Sometimes referred to as a “secondary wife” in biblical commentaries, these women appear to have had the status of slaves but were included in the families of their masters due to their reproductive utility. The offspring of concubines usually inherited part of their father’s wealth. However, there is also evidence that they could be excluded without legal protections. The Bible does not delineate the rights of men and women in a normal marriage relationship. Thus, there is even less information about the official status of concubines.
How Important Is Marriage in the Hebrew Bible Compared to Other Relationships?

In and of itself, marital loyalty and affection are not considered of higher value than the same characteristics shared within other familial relationships or even friendships in the Bible. One of the Hebrew Bible’s most notorious couples, Ahab and Jezebel, are exemplary in their support and loyalty for each other. But because their mutual aims are contrary to the values and interests of the biblical authors, their marital loyalty is not praised.
At the same time, some of the Bible’s heroes, like David and several of the Patriarchs, had demonstrably “unhealthy” marriages (to borrow modern, clinical phraseology). While loyalty to one’s relations is a high value in the Bible, there does not seem to be an expectation that marital loyalty would trump loyalty in other relationships. Rather, devotion within marriage is to be balanced with the good of the community as a whole.

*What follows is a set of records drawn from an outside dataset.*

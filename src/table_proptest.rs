#![cfg(test)]

// Property tests for ListTable kept inside the crate so they can evolve
// with the internals without feature gates.

use crate::table::ListTable;
use proptest::prelude::*;
use std::cell::Cell;
use std::rc::Rc;

// Pool-indexed operations to improve shrinking: indices shrink to earlier
// keys, pool length shrinks, and op lists shrink in length.
#[derive(Clone, Debug)]
enum OpI {
    Insert(usize, i32),
    Lookup(usize),
    LookupMut(usize, i32),
    Remove(usize),
    Iterate,
    Clear,
}

fn arb_scenario() -> impl Strategy<Value = (Vec<String>, Vec<OpI>)> {
    proptest::collection::vec("[a-z]{0,5}", 1..=8).prop_flat_map(|pool| {
        let idxs: Vec<usize> = (0..pool.len()).collect();
        let idx = proptest::sample::select(idxs);
        let op = prop_oneof![
            4 => (idx.clone(), any::<i32>()).prop_map(|(i, v)| OpI::Insert(i, v)),
            3 => idx.clone().prop_map(OpI::Lookup),
            2 => (idx.clone(), any::<i32>()).prop_map(|(i, d)| OpI::LookupMut(i, d)),
            3 => idx.clone().prop_map(OpI::Remove),
            2 => Just(OpI::Iterate),
            1 => Just(OpI::Clear),
        ];
        proptest::collection::vec(op, 1..60).prop_map(move |ops| (pool.clone(), ops))
    })
}

// The model is a Vec kept in table order: inserts go to the front, so the
// first equal key found from the front is the latest-wins answer and
// `retain` mirrors remove-all-duplicates while preserving survivor order.
type Model = Vec<(String, i32)>;

fn model_lookup<'a>(model: &'a Model, k: &str) -> Option<&'a i32> {
    model.iter().find(|(mk, _)| mk == k).map(|(_, v)| v)
}

// Property: State-machine equivalence against the Vec model. Invariants
// exercised across random operation sequences:
// - Latest-wins lookup for duplicate keys; misses agree with the model.
// - `lookup_mut` mutates exactly the entry `lookup` would return.
// - `remove` deletes all equal-keyed entries, reports the removed count,
//   and preserves survivor order.
// - Iteration yields exactly the model's sequence (head = newest insert).
// - `len`/`is_empty` parity with the model after every op.
// - Over the whole run including the final drop, each removal hook fires
//   exactly once per inserted entry.
proptest! {
    #![proptest_config(ProptestConfig { cases: 64, .. ProptestConfig::default() })]
    #[test]
    fn prop_state_machine((pool, ops) in arb_scenario()) {
        let key_hook_calls = Rc::new(Cell::new(0usize));
        let value_hook_calls = Rc::new(Cell::new(0usize));

        let kc = key_hook_calls.clone();
        let vc = value_hook_calls.clone();
        let mut sut: ListTable<String, i32> = ListTable::new()
            .on_key_removed(move |_k| kc.set(kc.get() + 1))
            .on_value_removed(move |_v| vc.set(vc.get() + 1));
        let mut model: Model = Vec::new();
        let mut inserted = 0usize;

        for op in ops {
            match op {
                OpI::Insert(i, v) => {
                    let k = pool[i].clone();
                    sut.insert(k.clone(), v);
                    model.insert(0, (k, v));
                    inserted += 1;
                }
                OpI::Lookup(i) => {
                    let k = &pool[i];
                    prop_assert_eq!(sut.lookup(k), model_lookup(&model, k));
                }
                OpI::LookupMut(i, d) => {
                    let k = &pool[i];
                    let got = sut.lookup_mut(k).map(|v| {
                        *v = v.saturating_add(d);
                        *v
                    });
                    let want = model
                        .iter_mut()
                        .find(|(mk, _)| mk == k)
                        .map(|(_, v)| {
                            *v = v.saturating_add(d);
                            *v
                        });
                    prop_assert_eq!(got, want);
                }
                OpI::Remove(i) => {
                    let k = &pool[i];
                    let before = model.len();
                    model.retain(|(mk, _)| mk != k);
                    let expected = before - model.len();
                    prop_assert_eq!(sut.remove(k), expected);
                }
                OpI::Iterate => {
                    let got: Vec<(String, i32)> =
                        sut.iter().map(|(k, v)| (k.clone(), *v)).collect();
                    prop_assert_eq!(&got, &model, "iteration must match model order");
                }
                OpI::Clear => {
                    sut.clear();
                    model.clear();
                }
            }

            // Post-conditions after each op
            prop_assert_eq!(sut.len(), model.len());
            prop_assert_eq!(sut.is_empty(), model.is_empty());
            // Hooks fire only on removal, and always in key/value pairs.
            prop_assert_eq!(key_hook_calls.get(), value_hook_calls.get());
            prop_assert_eq!(key_hook_calls.get(), inserted - model.len());
        }

        // Drop is the teardown: surviving entries release exactly once.
        drop(sut);
        prop_assert_eq!(key_hook_calls.get(), inserted);
        prop_assert_eq!(value_hook_calls.get(), inserted);
    }
}

// Property: Same state machine under a comparator that is coarser than
// `==` (first byte only). This stresses the comparator-defined equality
// contract: lookup/remove group keys by comparison, not by `Eq`.
proptest! {
    #![proptest_config(ProptestConfig { cases: 64, .. ProptestConfig::default() })]
    #[test]
    fn prop_state_machine_with_coarse_comparator((pool, ops) in arb_scenario()) {
        fn first_byte(s: &str) -> Option<u8> {
            s.as_bytes().first().copied()
        }
        fn same_group(a: &str, b: &str) -> bool {
            first_byte(a) == first_byte(b)
        }

        let mut sut: ListTable<String, i32> =
            ListTable::with_cmp(|a: &String, b: &String| first_byte(a).cmp(&first_byte(b)));
        let mut model: Model = Vec::new();

        for op in ops {
            match op {
                OpI::Insert(i, v) => {
                    let k = pool[i].clone();
                    sut.insert(k.clone(), v);
                    model.insert(0, (k, v));
                }
                OpI::Lookup(i) => {
                    let k = &pool[i];
                    let want = model
                        .iter()
                        .find(|(mk, _)| same_group(mk, k))
                        .map(|(_, v)| v);
                    prop_assert_eq!(sut.lookup(k), want);
                }
                OpI::LookupMut(i, d) => {
                    let k = &pool[i];
                    let got = sut.lookup_mut(k).map(|v| {
                        *v = v.saturating_add(d);
                        *v
                    });
                    let want = model
                        .iter_mut()
                        .find(|(mk, _)| same_group(mk, k))
                        .map(|(_, v)| {
                            *v = v.saturating_add(d);
                            *v
                        });
                    prop_assert_eq!(got, want);
                }
                OpI::Remove(i) => {
                    let k = pool[i].clone();
                    let before = model.len();
                    model.retain(|(mk, _)| !same_group(mk, &k));
                    let expected = before - model.len();
                    prop_assert_eq!(sut.remove(&k), expected);
                }
                OpI::Iterate => {
                    let got: Vec<(String, i32)> =
                        sut.iter().map(|(k, v)| (k.clone(), *v)).collect();
                    prop_assert_eq!(&got, &model);
                }
                OpI::Clear => {
                    sut.clear();
                    model.clear();
                }
            }

            prop_assert_eq!(sut.len(), model.len());
            prop_assert_eq!(sut.is_empty(), model.is_empty());
        }
    }
}

// Property: DList structural equivalence against VecDeque under random
// front/back pushes and positional removals driven by scans.
proptest! {
    #![proptest_config(ProptestConfig { cases: 64, .. ProptestConfig::default() })]
    #[test]
    fn prop_dlist_matches_deque(ops in proptest::collection::vec(
        prop_oneof![
            (any::<bool>(), any::<i32>()).prop_map(|(front, v)| (0u8, front, v)),
            any::<prop::sample::Index>().prop_map(|i| (1u8, false, i.index(64) as i32)),
        ],
        1..80,
    )) {
        use crate::dlist::DList;
        use std::collections::VecDeque;

        let mut sut: DList<i32> = DList::new();
        let mut model: VecDeque<i32> = VecDeque::new();

        for (tag, front, v) in ops {
            match tag {
                0 => {
                    if front {
                        sut.push_front(v);
                        model.push_front(v);
                    } else {
                        sut.push_back(v);
                        model.push_back(v);
                    }
                }
                _ => {
                    // Remove at index (v % len), found by scanning.
                    if !model.is_empty() {
                        let i = (v as usize) % model.len();
                        let mut pos = sut.first();
                        for _ in 0..i {
                            pos = sut.next(pos.unwrap());
                        }
                        let (item, _) = sut.remove(pos.unwrap()).unwrap();
                        let want = model.remove(i).unwrap();
                        prop_assert_eq!(item, want);
                    }
                }
            }

            let got: Vec<i32> = sut.iter().map(|(_, x)| *x).collect();
            let want: Vec<i32> = model.iter().copied().collect();
            prop_assert_eq!(got, want);
            prop_assert_eq!(sut.len(), model.len());
        }
    }
}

Two marriages that illustrate this overall ethic are those of the queens Vashti and Esther, who, in succession, were married to the Persian king Ahasuerus in the biblical Book of Esther. Vashti refuses to obey Ahasuerus when he asks her to display her beauty before his male party guests. He demotes her, and Esther becomes her replacement. Esther’s position as a queen positions her to later save her people, the Jewish community of Persia.
In both cases, the text suggests admiration for these wives even though they both, albeit in different ways, challenge their husband’s intentions. Thus, while biblical marriages occur in a context in which the balance of authority leans heavily toward men, the Bible’s narrators appear to have been more interested in the decisions and behaviors of individuals within those pre-determined social structures than they were in upholding the status quo.